| Summary | National Percentile | Rank vs Metro |
|---|---|---|
| Housing | 77th | Good |
| Demographics | 37th | Fair |
| Amenities | 95th | Best |
Multifamily Valuation
| Property Details | |
|---|---|
| Address | 4690 Broadway, Hawthorne, CA, 90250, US |
| Region / Metro | Hawthorne |
| Year of Construction | 1986 |
| Units | 22 |
| Transaction Date | 2004-08-30 |
| Transaction Price | $2,600,000 |
| Buyer | MEEHAN RICHARD L |
| Seller | HANNA ROBERT JAMES |
4690 Broadway, Hawthorne CA Multifamily Investment
Neighborhood occupancy is resilient and above many national benchmarks, supporting stable renter demand near LAX and the South Bay, according to WDSuite’s CRE market data.
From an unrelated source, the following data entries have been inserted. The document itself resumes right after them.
//! Static-HTML session over a pre-fetched document.
//!
//! Backs the `--from-file` input path and every parser test: the same
//! extraction code runs against a fixed `scraper::Html` document instead
//! of a live browser. Navigation and script evaluation are no-ops, and
//! the content size never changes, so stabilization finishes after one
//! round.

use ego_tree::NodeId;
use scraper::{ElementRef, Html, Selector};

use crate::error::SessionError;
use crate::scraper::session::DomSession;

pub struct StaticDom {
    document: Html,
    raw_len: u64,
}

impl StaticDom {
    pub fn parse(html: &str) -> Self {
        Self {
            document: Html::parse_document(html),
            raw_len: html.len() as u64,
        }
    }

    fn element(&self, id: NodeId) -> Result<ElementRef<'_>, SessionError> {
        self.document
            .tree
            .get(id)
            .and_then(ElementRef::wrap)
            .ok_or_else(|| SessionError::Backend("stale node handle".to_string()))
    }

    fn selector(selector: &str) -> Result<Selector, SessionError> {
        Selector::parse(selector)
            .map_err(|e| SessionError::Backend(format!("bad selector {selector:?}: {e:?}")))
    }
}

impl DomSession for StaticDom {
    type Node = NodeId;

    async fn navigate(&self, _url: &str) -> Result<(), SessionError> {
        Ok(())
    }

    async fn evaluate(&self, _script: &str) -> Result<(), SessionError> {
        Ok(())
    }

    async fn content_size(&self) -> Result<u64, SessionError> {
        Ok(self.raw_len)
    }

    async fn query(&self, selector: &str) -> Result<Option<NodeId>, SessionError> {
        let selector = Self::selector(selector)?;
        Ok(self.document.select(&selector).next().map(|el| el.id()))
    }

    async fn query_all_in(
        &self,
        node: &NodeId,
        selector: &str,
    ) -> Result<Vec<NodeId>, SessionError> {
        let selector = Self::selector(selector)?;
        let element = self.element(*node)?;
        Ok(element.select(&selector).map(|el| el.id()).collect())
    }

    async fn read_text(&self, node: &NodeId) -> Result<String, SessionError> {
        Ok(self.element(*node)?.text().collect())
    }

    async fn close(self) -> Result<(), SessionError> {
        Ok(())
    }
}

#[cfg(test)]
mod tests {
    use super::*;

    const SAMPLE_HTML: &str = r#"<html><body>
        <div id="root">
            <p class="name">first</p>
            <p class="name">second</p>
        </div>
    </body></html>"#;

    #[tokio::test]
    async fn test_query_and_read_text() {
        let dom = StaticDom::parse(SAMPLE_HTML);
        let root = dom.query("#root").await.unwrap().unwrap();
        let names = dom.query_all_in(&root, "p.name").await.unwrap();
        assert_eq!(names.len(), 2);
        assert_eq!(dom.read_text(&names[1]).await.unwrap(), "second");
    }

    #[tokio::test]
    async fn test_missing_element_is_none() {
        let dom = StaticDom::parse(SAMPLE_HTML);
        assert!(dom.query("#nothing").await.unwrap().is_none());
    }

    #[tokio::test]
    async fn test_content_size_is_stable() {
        let dom = StaticDom::parse(SAMPLE_HTML);
        let a = dom.content_size().await.unwrap();
        let b = dom.content_size().await.unwrap();
        assert_eq!(a, b);
    }
}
For investors, the area’s deep renter base points to steady leasing, with pricing power tempered by local affordability dynamics.
The property at 4690 Broadway sits in an Urban Core pocket of Hawthorne that ranks in the top quartile among 1,441 Los Angeles metro neighborhoods (A- neighborhood rating). The immediate area shows strong renter fundamentals: the share of housing units that are renter-occupied is high (76.3%), signaling a large tenant base and durable multifamily demand at the neighborhood level.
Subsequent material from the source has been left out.